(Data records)
------------------------------------------------
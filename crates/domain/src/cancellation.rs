// Copyright (C) 2026 Fred Clausen
// Use of this source code is governed by an MIT-style
// license that can be found in the LICENSE file or at
// https://opensource.org/licenses/MIT.

//! Cancellation policy for active bookings.
//!
//! A booking may be cancelled either well ahead of its start time or in a
//! short grace window right after it was created (immediate regret). Once
//! inside the 24-hour pre-booking window and past the grace period,
//! cancellation is blocked to protect room-utilization commitments.
//!
//! The policy performs no compensation: if hour-based billing is wired in,
//! the caller emits the refund transaction explicitly after a permitted
//! cancellation.

use crate::day_window::date_at_time;
use crate::error::DomainError;
use crate::types::{Booking, BookingStatus};
use time::OffsetDateTime;

/// Cancellation is free while the booking starts more than this many hours
/// in the future.
pub const CANCELLATION_CUTOFF_HOURS: f64 = 24.0;

/// Cancellation is always permitted within this many hours of creation.
pub const CREATION_GRACE_HOURS: f64 = 1.0;

const SECONDS_PER_HOUR: f64 = 3600.0;

/// Decides whether a booking may transition `active → cancelled` at `now`.
///
/// Permitted iff `hours_until_start > 24` OR `hours_since_creation <= 1`
/// (both fractional).
///
/// # Errors
///
/// - [`DomainError::AlreadyCancelled`] if the booking is already cancelled
///   (state unchanged)
/// - [`DomainError::CancellationNotAllowedForStatus`] if the booking is
///   completed
/// - [`DomainError::CancellationWindowExpired`] if neither threshold is met
pub fn evaluate_cancellation(booking: &Booking, now: OffsetDateTime) -> Result<(), DomainError> {
    match booking.status {
        BookingStatus::Cancelled => {
            return Err(DomainError::AlreadyCancelled {
                booking_id: booking.booking_id,
            });
        }
        BookingStatus::Completed => {
            return Err(DomainError::CancellationNotAllowedForStatus {
                status: booking.status,
            });
        }
        BookingStatus::Active => {}
    }

    let starts_at: OffsetDateTime = date_at_time(booking.booking_date, booking.start_time);
    let hours_until_start: f64 = (starts_at - now).as_seconds_f64() / SECONDS_PER_HOUR;
    let hours_since_creation: f64 = (now - booking.created_at).as_seconds_f64() / SECONDS_PER_HOUR;

    if hours_until_start > CANCELLATION_CUTOFF_HOURS
        || hours_since_creation <= CREATION_GRACE_HOURS
    {
        return Ok(());
    }

    Err(DomainError::CancellationWindowExpired {
        hours_until_start,
        hours_since_creation,
    })
}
------------------------------------------------
What this task involves: Copy every record exactly, with nothing added or dropped.

Answer for this exercise:
filename crates/domain/src/cancellation.rs
// Copyright (C) 2026 Fred Clausen
// Use of this source code is governed by an MIT-style
// license that can be found in the LICENSE file or at
// https://opensource.org/licenses/MIT.

//! Cancellation policy for active bookings.
//!
//! A booking may be cancelled either well ahead of its start time or in a
//! short grace window right after it was created (immediate regret). Once
//! inside the 24-hour pre-booking window and past the grace period,
//! cancellation is blocked to protect room-utilization commitments.
//!
//! The policy performs no compensation: if hour-based billing is wired in,
//! the caller emits the refund transaction explicitly after a permitted
//! cancellation.

use crate::day_window::date_at_time;
use crate::error::DomainError;
use crate::types::{Booking, BookingStatus};
use time::OffsetDateTime;

/// Cancellation is free while the booking starts more than this many hours
/// in the future.
pub const CANCELLATION_CUTOFF_HOURS: f64 = 24.0;

/// Cancellation is always permitted within this many hours of creation.
pub const CREATION_GRACE_HOURS: f64 = 1.0;

const SECONDS_PER_HOUR: f64 = 3600.0;

/// Decides whether a booking may transition `active → cancelled` at `now`.
///
/// Permitted iff `hours_until_start > 24` OR `hours_since_creation <= 1`
/// (both fractional).
///
/// # Errors
///
/// - [`DomainError::AlreadyCancelled`] if the booking is already cancelled
///   (state unchanged)
/// - [`DomainError::CancellationNotAllowedForStatus`] if the booking is
///   completed
/// - [`DomainError::CancellationWindowExpired`] if neither threshold is met
pub fn evaluate_cancellation(booking: &Booking, now: OffsetDateTime) -> Result<(), DomainError> {
    match booking.status {
        BookingStatus::Cancelled => {
            return Err(DomainError::AlreadyCancelled {
                booking_id: booking.booking_id,
            });
        }
        BookingStatus::Completed => {
            return Err(DomainError::CancellationNotAllowedForStatus {
                status: booking.status,
            });
        }
        BookingStatus::Active => {}
    }

    let starts_at: OffsetDateTime = date_at_time(booking.booking_date, booking.start_time);
    let hours_until_start: f64 = (starts_at - now).as_seconds_f64() / SECONDS_PER_HOUR;
    let hours_since_creation: f64 = (now - booking.created_at).as_seconds_f64() / SECONDS_PER_HOUR;

    if hours_until_start > CANCELLATION_CUTOFF_HOURS
        || hours_since_creation <= CREATION_GRACE_HOURS
    {
        return Ok(());
    }

    Err(DomainError::CancellationWindowExpired {
        hours_until_start,
        hours_since_creation,
    })
}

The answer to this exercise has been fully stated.